#### WHAT IS REQUIRED
Which lines in the records below include the word "Loads"? Report each of them in full.

Items from a dataset

******

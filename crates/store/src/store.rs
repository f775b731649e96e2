use async_trait::async_trait;
use common::{AggregateId, RecordId};
use domain::{
    ChildKind, Order, OrderAggregate, OrderLine, Payment, Product, ProductAggregate,
    ProductAttributeValue, ProductImage, ProductTag, ProductVariant,
};

use crate::Result;

/// Physical transaction control on a single connection.
///
/// These calls are not nestable; [`crate::TransactionScope`] layers depth
/// counting on top of them.
#[async_trait]
pub trait Transactional: Send {
    /// Opens a physical transaction.
    ///
    /// Fails with `TransactionAlreadyOpen` if one is already open.
    async fn begin(&mut self) -> Result<()>;

    /// Commits the open transaction.
    ///
    /// The transaction is closed whether or not the commit succeeds.
    async fn commit(&mut self) -> Result<()>;

    /// Rolls back the open transaction.
    async fn rollback(&mut self) -> Result<()>;

    /// Discards the open transaction without awaiting the backend.
    ///
    /// Called from `Drop`, so it must not block or fail.
    fn abort(&mut self);

    /// Returns true while a physical transaction is open.
    fn in_transaction(&self) -> bool;
}

/// Product root persistence.
///
/// Lookups that find nothing return `Ok(None)`; updates and deletes report
/// whether a row was touched. Neither is an error.
#[async_trait]
pub trait ProductRepository: Send {
    async fn product_by_id(&mut self, id: AggregateId) -> Result<Option<Product>>;

    async fn product_by_sku(&mut self, sku: &str) -> Result<Option<Product>>;

    async fn product_by_slug(&mut self, slug: &str) -> Result<Option<Product>>;

    async fn insert_product(&mut self, product: &Product) -> Result<()>;

    /// Overwrites the stored product. Returns false if it does not exist.
    async fn update_product(&mut self, product: &Product) -> Result<bool>;

    /// Deletes the product and, by cascade, every child it owns.
    async fn delete_product(&mut self, id: AggregateId) -> Result<bool>;
}

/// Persistence for the children a product owns.
#[async_trait]
pub trait ProductChildRepository: Send {
    /// Images ordered by `sort_order`.
    async fn images_for_product(&mut self, product_id: AggregateId)
    -> Result<Vec<ProductImage>>;

    async fn variants_for_product(
        &mut self,
        product_id: AggregateId,
    ) -> Result<Vec<ProductVariant>>;

    async fn attribute_values_for_product(
        &mut self,
        product_id: AggregateId,
    ) -> Result<Vec<ProductAttributeValue>>;

    async fn tags_for_product(&mut self, product_id: AggregateId) -> Result<Vec<ProductTag>>;

    async fn variant_by_id(&mut self, id: RecordId) -> Result<Option<ProductVariant>>;

    async fn variant_by_sku(&mut self, sku: &str) -> Result<Option<ProductVariant>>;

    async fn insert_image(&mut self, image: &ProductImage) -> Result<()>;

    async fn insert_variant(&mut self, variant: &ProductVariant) -> Result<()>;

    async fn insert_attribute_value(&mut self, value: &ProductAttributeValue) -> Result<()>;

    async fn insert_tag(&mut self, tag: &ProductTag) -> Result<()>;

    /// Deletes every child of `kind` owned by the product, returning how many
    /// rows were removed.
    async fn delete_children(&mut self, product_id: AggregateId, kind: ChildKind) -> Result<u64>;
}

/// Order root and line persistence.
#[async_trait]
pub trait OrderRepository: Send {
    async fn order_by_id(&mut self, id: AggregateId) -> Result<Option<Order>>;

    async fn order_by_number(&mut self, order_number: &str) -> Result<Option<Order>>;

    /// Highest order number starting with `prefix`. Longer numbers rank
    /// above shorter ones so that counters past their padding still sort.
    async fn last_order_number(&mut self, prefix: &str) -> Result<Option<String>>;

    async fn insert_order(&mut self, order: &Order) -> Result<()>;

    async fn lines_for_order(&mut self, order_id: AggregateId) -> Result<Vec<OrderLine>>;

    async fn insert_order_line(&mut self, line: &OrderLine) -> Result<()>;
}

#[async_trait]
pub trait PaymentRepository: Send {
    async fn insert_payment(&mut self, payment: &Payment) -> Result<()>;

    /// Payments ordered by creation time.
    async fn payments_for_order(&mut self, order_id: AggregateId) -> Result<Vec<Payment>>;
}

/// A connection handle exposing every repository.
pub trait Connection:
    Transactional + ProductRepository + ProductChildRepository + OrderRepository + PaymentRepository
{
}

impl<T> Connection for T where
    T: Transactional
        + ProductRepository
        + ProductChildRepository
        + OrderRepository
        + PaymentRepository
{
}

/// A source of connections.
///
/// Each call to [`Store::connect`] hands out a handle owned exclusively by
/// the caller; handles are never shared across requests.
#[async_trait]
pub trait Store: Clone + Send + Sync + 'static {
    type Conn: Connection + 'static;

    async fn connect(&self) -> Result<Self::Conn>;
}

/// Extension trait loading whole aggregates.
#[async_trait]
pub trait ConnectionExt: Connection {
    /// Loads a product with all of its children.
    async fn load_product_aggregate(
        &mut self,
        id: AggregateId,
    ) -> Result<Option<ProductAggregate>> {
        let Some(product) = self.product_by_id(id).await? else {
            return Ok(None);
        };
        let images = self.images_for_product(id).await?;
        let variants = self.variants_for_product(id).await?;
        let attributes = self.attribute_values_for_product(id).await?;
        let tags = self.tags_for_product(id).await?;
        Ok(Some(ProductAggregate {
            product,
            images,
            variants,
            attributes,
            tags,
        }))
    }

    /// Loads an order with its lines and payments.
    async fn load_order_aggregate(&mut self, id: AggregateId) -> Result<Option<OrderAggregate>> {
        let Some(order) = self.order_by_id(id).await? else {
            return Ok(None);
        };
        let lines = self.lines_for_order(id).await?;
        let payments = self.payments_for_order(id).await?;
        Ok(Some(OrderAggregate {
            order,
            lines,
            payments,
        }))
    }
}

// Blanket implementation for all connections
impl<T: Connection + ?Sized> ConnectionExt for T {}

******

#### EXPECTED OUTPUT
    /// Loads a product with all of its children.
    /// Loads an order with its lines and payments.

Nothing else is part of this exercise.